> [Your goal]
Working from the top of the records below, reproduce each line exactly, ending once you have written the line containing "#![warn(clippy::large_include_file)]".
------------------------------
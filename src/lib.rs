//! Pre-encode content analysis for video encoders.
//!
//! [`Asc`] subsamples each luma frame to a fixed low-resolution plane and
//! measures it against the previous one. From those measurements it decides
//! where shots change, confirms or retracts those decisions once a GoP's worth
//! of later frames has been seen, and derives per-frame advice: P-frame
//! distance, denoising, filtering, repeated frames and long-term references.

// Performance
#![warn(clippy::clear_with_drain)]
#![warn(clippy::format_collect)]
#![warn(clippy::format_push_string)]
#![warn(clippy::imprecise_flops)]
#![warn(clippy::inefficient_to_string)]
#![warn(clippy::inline_always)]
#![warn(clippy::iter_with_drain)]
#![warn(clippy::large_include_file)]
#![warn(clippy::large_types_passed_by_value)]
#![deny(clippy::linkedlist)]
// Can result in worse code generation: https://github.com/rust-lang/rust-clippy/issues/14944
#![allow(clippy::manual_div_ceil)]
#![warn(clippy::mutex_atomic)]
#![warn(clippy::mutex_integer)]
#![warn(clippy::naive_bytecount)]
#![warn(clippy::needless_bitwise_bool)]
#![warn(clippy::needless_collect)]
#![warn(clippy::needless_pass_by_value)]
#![warn(clippy::non_std_lazy_statics)]
#![warn(clippy::non_zero_suggestions)]
#![warn(clippy::or_fun_call)]
#![warn(clippy::rc_buffer)]
#![warn(clippy::redundant_clone)]
#![warn(clippy::ref_option)]
#![warn(clippy::set_contains_or_insert)]
#![warn(clippy::stable_sort_primitive)]
#![warn(clippy::string_lit_chars_any)]
#![warn(clippy::suboptimal_flops)]
#![warn(clippy::trivial_regex)]
#![warn(clippy::trivially_copy_pass_by_ref)]
#![warn(clippy::unnecessary_box_returns)]
#![warn(clippy::unnecessary_join)]
#![warn(clippy::unused_async)]
#![warn(clippy::verbose_file_reads)]
// Readability/Code Intention
#![warn(clippy::checked_conversions)]
#![warn(clippy::clone_on_ref_ptr)]
#![warn(clippy::cloned_instead_of_copied)]
#![warn(clippy::enum_glob_use)]
#![warn(clippy::equatable_if_let)]
#![warn(clippy::filter_map_next)]
#![warn(clippy::flat_map_option)]
#![warn(clippy::if_then_some_else_none)]
#![warn(clippy::implicit_clone)]
#![warn(clippy::inconsistent_struct_constructor)]
#![warn(clippy::invalid_upcast_comparisons)]
#![warn(clippy::iter_filter_is_ok)]
#![warn(clippy::iter_filter_is_some)]
#![warn(clippy::iter_on_empty_collections)]
#![warn(clippy::iter_on_single_items)]
#![warn(clippy::macro_use_imports)]
#![warn(clippy::manual_assert)]
#![warn(clippy::manual_instant_elapsed)]
#![warn(clippy::manual_is_power_of_two)]
#![warn(clippy::manual_is_variant_and)]
#![warn(clippy::manual_let_else)]
#![warn(clippy::manual_string_new)]
#![warn(clippy::map_unwrap_or)]
#![warn(clippy::map_with_unused_argument_over_ranges)]
#![warn(clippy::match_bool)]
#![warn(clippy::mod_module_files)]
#![warn(clippy::needless_continue)]
#![warn(clippy::needless_pass_by_ref_mut)]
#![warn(clippy::option_as_ref_cloned)]
#![warn(clippy::option_if_let_else)]
#![warn(clippy::pathbuf_init_then_push)]
#![warn(clippy::precedence_bits)]
#![warn(clippy::range_minus_one)]
#![warn(clippy::range_plus_one)]
#![warn(clippy::redundant_test_prefix)]
#![warn(clippy::ref_option_ref)]
#![warn(clippy::semicolon_if_nothing_returned)]
#![warn(clippy::tests_outside_test_module)]
#![warn(clippy::transmute_ptr_to_ptr)]
#![warn(clippy::unused_peekable)]
#![warn(clippy::unused_rounding)]
#![warn(clippy::verbose_bit_mask)]
#![warn(clippy::zero_sized_map_values)]
// Correctness/Safety
#![warn(clippy::case_sensitive_file_extension_comparisons)]
#![deny(clippy::cfg_not_test)]
#![warn(clippy::collection_is_never_read)]
#![warn(clippy::create_dir)]
#![warn(clippy::dbg_macro)]
#![deny(clippy::debug_assert_with_mut_call)]
#![deny(clippy::expl_impl_clone_on_copy)]
#![warn(clippy::filetype_is_file)]
#![warn(clippy::future_not_send)]
#![warn(clippy::ignore_without_reason)]
#![warn(clippy::infinite_loop)]
#![warn(clippy::large_futures)]
#![warn(clippy::large_stack_arrays)]
#![warn(clippy::large_stack_frames)]
#![warn(clippy::manual_midpoint)]
#![warn(clippy::maybe_infinite_iter)]
#![warn(clippy::mem_forget)]
#![warn(clippy::mismatching_type_param_order)]
#![warn(clippy::mixed_read_write_in_expression)]
#![warn(clippy::mut_mut)]
#![deny(clippy::non_send_fields_in_send_ty)]
#![warn(clippy::path_buf_push_overwrite)]
#![warn(clippy::rc_mutex)]
#![warn(clippy::read_zero_byte_vec)]
#![deny(clippy::significant_drop_in_scrutinee)]
#![warn(clippy::str_split_at_newline)]
#![warn(clippy::string_slice)]
#![warn(clippy::suspicious_operation_groupings)]
#![warn(clippy::suspicious_xor_used_as_pow)]
#![warn(clippy::transmute_undefined_repr)]
#![warn(clippy::undocumented_unsafe_blocks)]
#![warn(clippy::unnecessary_debug_formatting)]
#![warn(clippy::unwrap_used)]
// Annoyances
#![allow(clippy::needless_range_loop)]
#![allow(clippy::too_many_arguments)]
#![allow(clippy::uninlined_format_args)]
#![allow(unsafe_op_in_unsafe_fn)]

#[cfg(feature = "bench")]
pub mod engine;
#[cfg(feature = "bench")]
pub mod error;
#[cfg(feature = "bench")]
pub mod history;
#[cfg(feature = "bench")]
pub mod image;
#[cfg(feature = "bench")]
pub mod kernels;
#[cfg(feature = "bench")]
pub mod ltr;
#[cfg(feature = "bench")]
pub mod params;
#[cfg(feature = "bench")]
pub mod shot;
#[cfg(feature = "bench")]
pub mod stats;
#[cfg(feature = "bench")]
pub mod subsample;
#[cfg(feature = "bench")]
pub mod surface;
#[cfg(feature = "bench")]
pub mod util;

#[cfg(not(feature = "bench"))]
mod engine;
#[cfg(not(feature = "bench"))]
mod error;
#[cfg(not(feature = "bench"))]
mod history;
#[cfg(not(feature = "bench"))]
mod image;
#[cfg(not(feature = "bench"))]
mod kernels;
#[cfg(not(feature = "bench"))]
mod ltr;
#[cfg(not(feature = "bench"))]
mod params;
#[cfg(not(feature = "bench"))]
mod shot;
#[cfg(not(feature = "bench"))]
mod stats;
#[cfg(not(feature = "bench"))]
mod subsample;
#[cfg(not(feature = "bench"))]
mod surface;
#[cfg(not(feature = "bench"))]
mod util;

pub use engine::Asc;
pub use error::{AscError, Result};
pub use kernels::{BlockMatch, BlockSearch, KernelTable, KernelTier};
pub use params::{
    AscConfig, ControlLevel, DEFAULT_GOP_SIZE, FieldParity, FrameAdvice, LtrDecision,
    MAX_GOP_SIZE, PictureStructure, SUB_HEIGHT, SUB_WIDTH, SearchRange, ShotState,
};
pub use shot::ConfirmedShot;
pub use stats::FrameStats;
pub use surface::{ResolvedPicture, SurfaceHandle, SurfaceResolver};
pub use util::CpuCaps;
#![allow(clippy::unwrap_used, reason = "allow in test files")]

use rand::{Rng, SeedableRng};
use rand_xoshiro::Xoshiro128StarStar;

use super::*;

const WIDTH: usize = 176;
const HEIGHT: usize = 144;

fn engine() -> Asc {
    let mut asc = Asc::new();
    asc.init(WIDTH, HEIGHT, WIDTH, PictureStructure::Progressive, false)
        .unwrap();
    asc
}

fn flat(value: u8) -> Vec<u8> {
    vec![value; WIDTH * HEIGHT]
}

fn noise(seed: &[u8; 16]) -> Vec<u8> {
    let mut rng = Xoshiro128StarStar::from_seed(*seed);
    (0..WIDTH * HEIGHT).map(|_| rng.random()).collect()
}

#[test]
fn slots_alternate_and_link_references() {
    let mut asc = engine();
    let picture = flat(90);
    for _ in 0..3 {
        asc.run_frame(&picture, FieldParity::Top).unwrap();
    }
    let session = asc.session.as_ref().unwrap();
    assert!(session.has_reference);
    assert_eq!(session.reference.frame_number, 2);
    assert_eq!(session.reference.forward_reference, Some(1));
    assert_eq!(session.current.frame_number, 1);
    assert_eq!(session.frame_order, 3);
}

#[test]
fn failed_frame_leaves_state_untouched() {
    let mut asc = engine();
    asc.run_frame(&flat(90), FieldParity::Top).unwrap();
    let short = vec![0u8; WIDTH * HEIGHT - 1];
    assert!(matches!(
        asc.run_frame(&short, FieldParity::Top),
        Err(AscError::BufferTooSmall { .. })
    ));
    assert_eq!(asc.frame_number(), Some(0));
    assert_eq!(asc.session.as_ref().unwrap().frame_order, 1);
}

#[test]
fn control_level_is_clamped() {
    let mut asc = engine();
    asc.set_control_level(42).unwrap();
    assert_eq!(asc.control_level(), Some(ControlLevel::MAX));
    asc.set_control_level(3).unwrap();
    assert_eq!(asc.control_level(), Some(3));
}

#[test]
fn gop_size_is_validated() {
    let mut asc = engine();
    assert!(matches!(
        asc.set_gop_size(0),
        Err(AscError::UnsupportedConfiguration(_))
    ));
    assert_eq!(asc.gop_size(), Some(30));
    asc.set_gop_size(12).unwrap();
    assert_eq!(asc.gop_size(), Some(12));
    asc.reset_gop_size().unwrap();
    assert_eq!(asc.gop_size(), Some(30));
}

#[test]
fn resize_moves_the_window_origin() {
    let mut asc = engine();
    let picture = flat(40);
    for _ in 0..7 {
        asc.run_frame(&picture, FieldParity::Top).unwrap();
    }
    assert_eq!(asc.starting_frame_number(), 0);
    asc.set_gop_size(10).unwrap();
    assert_eq!(asc.starting_frame_number(), 7);
    assert_eq!(asc.shot_state(3), None);
    asc.run_frame(&picture, FieldParity::Top).unwrap();
    assert_eq!(asc.shot_state(7), Some(ShotState::None));
}

#[test]
fn custom_config_reaches_the_session() {
    let mut asc = Asc::new();
    let config = AscConfig {
        gop_size: NonZeroUsize::new(8).unwrap(),
        ltr_retention: NonZeroUsize::new(4),
        ..AscConfig::default()
    };
    asc.init_with_config(WIDTH, HEIGHT, WIDTH, PictureStructure::Progressive, false, config)
        .unwrap();
    let picture = flat(70);
    for _ in 0..10 {
        asc.run_frame(&picture, FieldParity::Top).unwrap();
    }
    assert_eq!(asc.gop_size(), Some(8));
    assert_eq!(asc.session.as_ref().unwrap().ltr.history_len(), 4);
}

#[test]
fn invalid_config_leaves_engine_closed() {
    let mut asc = engine();
    let config = AscConfig {
        ltr_bad_limit: 0,
        ..AscConfig::default()
    };
    assert!(
        asc.init_with_config(WIDTH, HEIGHT, WIDTH, PictureStructure::Progressive, false, config)
            .is_err()
    );
    assert!(!asc.is_initialized());
    asc.close();
}

#[test]
fn ltr_history_follows_friendliness() {
    let mut asc = engine();
    let picture = flat(120);
    for _ in 0..31 {
        asc.run_frame(&picture, FieldParity::Top).unwrap();
    }
    let session = asc.session.as_ref().unwrap();
    assert_eq!(session.ltr.history_len(), 31);
    assert_eq!(session.ltr.decision(), LtrDecision::Continue);

    asc.reset_last_frame_processed();
    assert_eq!(asc.session.as_ref().unwrap().ltr.history_len(), 0);
    assert_eq!(asc.ltr_op_hint().unwrap(), LtrDecision::Stop);
}

#[test]
fn cut_is_reported_immediately() {
    let mut asc = engine();
    asc.run_frame(&flat(100), FieldParity::Top).unwrap();
    asc.run_frame(&noise(b"deadbeeflolcakes"), FieldParity::Top)
        .unwrap();
    assert!(asc.frame_shot_decision());
    assert!(asc.frame_last_in_scene());
    assert!(!asc.gop_corrected_frame_shot_decision());
    assert_eq!(asc.shot_state(1), Some(ShotState::Pending));
    assert_eq!(asc.pending_shot_count(), 1);
    let stats = asc.frame_stats().unwrap();
    assert!(stats.gain_corrected);
    assert!(stats.score >= 40);
}
#![allow(clippy::unwrap_used, reason = "allow in test files")]

use super::*;

#[test]
fn scalar_caps_disable_both_tiers() {
    let caps = CpuCaps::scalar();
    assert!(!caps.avx2);
    assert!(!caps.sse41);
    assert_eq!(caps, CpuCaps::default());
}

#[test]
fn detect_is_stable() {
    assert_eq!(CpuCaps::detect(), CpuCaps::detect());
}

#[cfg(not(feature = "no_simd"))]
#[test]
fn detect_matches_feature_queries() {
    let caps = CpuCaps::detect();
    assert_eq!(caps.avx2, has_avx2());
    assert_eq!(caps.sse41, has_sse41());
}

#[cfg(feature = "no_simd")]
#[test]
fn no_simd_detects_nothing() {
    assert_eq!(CpuCaps::detect(), CpuCaps::scalar());
}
------------------------------
> [Solved exercise]
filename src/lib.rs
//! Pre-encode content analysis for video encoders.
//!
//! [`Asc`] subsamples each luma frame to a fixed low-resolution plane and
//! measures it against the previous one. From those measurements it decides
//! where shots change, confirms or retracts those decisions once a GoP's worth
//! of later frames has been seen, and derives per-frame advice: P-frame
//! distance, denoising, filtering, repeated frames and long-term references.

// Performance
#![warn(clippy::clear_with_drain)]
#![warn(clippy::format_collect)]
#![warn(clippy::format_push_string)]
#![warn(clippy::imprecise_flops)]
#![warn(clippy::inefficient_to_string)]
#![warn(clippy::inline_always)]
#![warn(clippy::iter_with_drain)]
#![warn(clippy::large_include_file)]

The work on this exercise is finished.